EXERCISE AIM >>
Take from the material every line containing the string "Some" and copy it.
[Start of Attachment]
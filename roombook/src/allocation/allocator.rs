//! Booking allocation: validate a request, choose a room, persist the booking.

use std::collections::BTreeSet;

use chrono::NaiveDateTime;
use rusqlite::Connection;

use crate::booking::{Booking, BookingRequest, NewBooking};
use crate::clock::{Clock, SystemClock};
use crate::database::{map_busy, Database, OVERLAP_TRIGGER_MESSAGE};
use crate::error::{Error, Result};
use crate::interval::Interval;
use crate::room::{KnownRooms, RoomId};
use crate::user::UserId;

use super::availability::find_available_rooms;
use super::estimator::{next_available, EstimatorScope};

/// Turns booking requests into stored bookings.
///
/// The allocator holds only configuration: the known room set, the
/// estimator scope, and a clock. All state lives in the [`Database`].
///
/// # Type Parameters
///
/// * `C` - Source of "now" (defaults to [`SystemClock`])
///
/// # Examples
///
/// ```no_run
/// use chrono::NaiveDate;
/// use roombook::allocation::BookingAllocator;
/// use roombook::database::{Database, DatabaseConfig};
/// use roombook::{BookingRequest, KnownRooms, RoomId, UserId};
///
/// let mut db = Database::open(DatabaseConfig::new("/tmp/roombook.db")).unwrap();
/// let allocator = BookingAllocator::new(KnownRooms::new([RoomId::new(1), RoomId::new(2)]));
///
/// let day = NaiveDate::from_ymd_opt(2030, 6, 3).unwrap();
/// let request = BookingRequest::new(UserId::new(1))
///     .with_start(day.and_hms_opt(9, 0, 0))
///     .with_end(day.and_hms_opt(10, 0, 0));
///
/// let booking = allocator.allocate(&mut db, &request).unwrap();
/// println!("booked room {}", booking.room_id);
/// ```
#[derive(Debug, Clone)]
pub struct BookingAllocator<C: Clock = SystemClock> {
    clock: C,
    known_rooms: KnownRooms,
    scope: EstimatorScope,
}

impl BookingAllocator<SystemClock> {
    /// Creates an allocator reading the local wall clock.
    #[must_use]
    pub fn new(known_rooms: KnownRooms) -> Self {
        Self::with_clock(SystemClock, known_rooms)
    }
}

impl<C: Clock> BookingAllocator<C> {
    /// Creates an allocator with an explicit clock.
    #[must_use]
    pub fn with_clock(clock: C, known_rooms: KnownRooms) -> Self {
        Self {
            clock,
            known_rooms,
            scope: EstimatorScope::default(),
        }
    }

    /// Sets which bookings the next-availability hint considers.
    #[must_use]
    pub fn with_estimator_scope(mut self, scope: EstimatorScope) -> Self {
        self.scope = scope;
        self
    }

    /// The rooms this allocator may book.
    #[must_use]
    pub fn known_rooms(&self) -> &KnownRooms {
        &self.known_rooms
    }

    /// The estimator scope in effect.
    #[must_use]
    pub fn estimator_scope(&self) -> EstimatorScope {
        self.scope
    }

    /// Allocates a booking for `request`.
    ///
    /// The checks run in this order, and the first failure wins:
    /// 1. The user must exist
    /// 2. The interval is derived (a full-day request spans the calendar day
    ///    of `start` and ignores `end`)
    /// 3. The interval must be non-empty and end after now
    /// 4. With an explicit room, that room must be known, stored, and free
    /// 5. Without one, the lowest-numbered free eligible room is chosen
    ///
    /// Everything runs inside one immediate transaction, so a concurrent
    /// allocation on the same file cannot slip a booking in between the
    /// conflict check and the insert. Nothing is written on failure.
    ///
    /// # Errors
    ///
    /// Returns an error if:
    /// - The user or the explicit room does not exist, or no eligible room
    ///   exists at all ([`ErrorKind::NotFound`](crate::ErrorKind::NotFound))
    /// - The request is malformed or lies in the past
    ///   ([`ErrorKind::InvalidInput`](crate::ErrorKind::InvalidInput))
    /// - The explicit room is taken ([`Error::BookingConflict`]) or every
    ///   eligible room is taken ([`Error::NoRoomAvailable`])
    /// - The write lock is not acquired in time ([`Error::LockTimeout`])
    pub fn allocate(&self, db: &mut Database, request: &BookingRequest) -> Result<Booking> {
        let seconds = db.config().busy_timeout.as_secs();
        let tx = db.begin_immediate()?;
        let booking = self.allocate_in(&tx, request)?;
        tx.commit().map_err(|e| map_busy(e, seconds))?;

        log::info!(
            "booked room {} for {} (booking {})",
            booking.room_id,
            booking.interval,
            booking.id
        );
        Ok(booking)
    }

    fn allocate_in(&self, conn: &Connection, request: &BookingRequest) -> Result<Booking> {
        if Database::find_user_by_id(conn, request.user_id)?.is_none() {
            return Err(Error::not_found(format!("user {}", request.user_id)));
        }

        let interval = derive_interval(request)?;

        let now = self.clock.now();
        if interval.end() <= now {
            return Err(Error::validation(
                "end",
                format!("booking for {interval} has already ended"),
            ));
        }

        let pending = Pending {
            user_id: request.user_id,
            interval,
            full_day: request.full_day,
            requested_at: now,
        };

        match request.room_id {
            Some(room_id) => self.book_explicit(conn, room_id, &pending),
            None => self.book_any(conn, &pending),
        }
    }

    fn book_explicit(&self, conn: &Connection, room_id: RoomId, pending: &Pending) -> Result<Booking> {
        if !self.known_rooms.contains(room_id) {
            return Err(Error::not_found(format!("room {room_id}")));
        }

        let ids: BTreeSet<RoomId> = [room_id].into_iter().collect();
        let room = Database::list_rooms_by_ids(conn, &ids)?
            .into_iter()
            .next()
            .ok_or_else(|| Error::not_found(format!("room {room_id}")))?;

        if pending.full_day && !room.full_day_allowed {
            return Err(Error::validation(
                "full_day",
                format!("room {room_id} does not allow full-day bookings"),
            ));
        }

        if let Some(existing) = Database::find_overlapping_bookings(conn, room_id, &pending.interval)?
            .into_iter()
            .next()
        {
            log::debug!("room {room_id} conflicts with booking {}", existing.id);
            return Err(Error::BookingConflict {
                room_id,
                booking_id: existing.id,
                existing: existing.interval,
            });
        }

        insert(conn, &pending.on(room_id))
    }

    fn book_any(&self, conn: &Connection, pending: &Pending) -> Result<Booking> {
        let candidates: BTreeSet<RoomId> = Database::list_rooms_by_ids(conn, self.known_rooms.ids())?
            .into_iter()
            .filter(|room| !pending.full_day || room.full_day_allowed)
            .map(|room| room.id)
            .collect();

        if candidates.is_empty() {
            let what = if pending.full_day {
                "eligible room allowing full-day bookings"
            } else {
                "eligible room"
            };
            return Err(Error::not_found(what));
        }

        let free = find_available_rooms(conn, &pending.interval, &candidates)?;
        log::debug!(
            "{} of {} candidate room(s) free for {}",
            free.len(),
            candidates.len(),
            pending.interval
        );

        match free.first() {
            Some(&room_id) => insert(conn, &pending.on(room_id)),
            None => {
                let next =
                    next_available(conn, pending.interval.start(), self.scope, &candidates)?;
                Err(Error::NoRoomAvailable {
                    requested: pending.interval,
                    next,
                })
            }
        }
    }
}

/// A validated request still waiting for a room.
struct Pending {
    user_id: UserId,
    interval: Interval,
    full_day: bool,
    requested_at: NaiveDateTime,
}

impl Pending {
    fn on(&self, room_id: RoomId) -> NewBooking {
        NewBooking {
            user_id: self.user_id,
            room_id,
            interval: self.interval,
            full_day: self.full_day,
            created_at: self.requested_at,
        }
    }
}

fn derive_interval(request: &BookingRequest) -> Result<Interval> {
    let start = request
        .start
        .ok_or_else(|| Error::validation("start", "start time is required"))?;

    if request.full_day {
        return Ok(Interval::full_day(start.date())?);
    }

    let end = request.end.ok_or_else(|| {
        Error::validation("end", "end time is required unless booking a full day")
    })?;
    Ok(Interval::new(start, end)?)
}

/// Inserts `booking`, reporting a store-level overlap abort as a conflict.
fn insert(conn: &Connection, booking: &NewBooking) -> Result<Booking> {
    match Database::insert_booking(conn, booking) {
        Err(Error::Database(err)) if is_overlap_abort(&err) => {
            let existing =
                Database::find_overlapping_bookings(conn, booking.room_id, &booking.interval)?;
            match existing.into_iter().next() {
                Some(existing) => Err(Error::BookingConflict {
                    room_id: booking.room_id,
                    booking_id: existing.id,
                    existing: existing.interval,
                }),
                None => Err(Error::Database(err)),
            }
        }
        other => other,
    }
}

fn is_overlap_abort(err: &rusqlite::Error) -> bool {
    matches!(
        err,
        rusqlite::Error::SqliteFailure(_, Some(message)) if message.contains(OVERLAP_TRIGGER_MESSAGE)
    )
}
[End of Attachment]
SOLUTION FOR THIS PROBLEM >>
            Some(room_id) => self.book_explicit(conn, room_id, &pending),
        if let Some(existing) = Database::find_overlapping_bookings(conn, room_id, &pending.interval)?
            Some(&room_id) => insert(conn, &pending.on(room_id)),
                Some(existing) => Err(Error::BookingConflict {
        rusqlite::Error::SqliteFailure(_, Some(message)) if message.contains(OVERLAP_TRIGGER_MESSAGE)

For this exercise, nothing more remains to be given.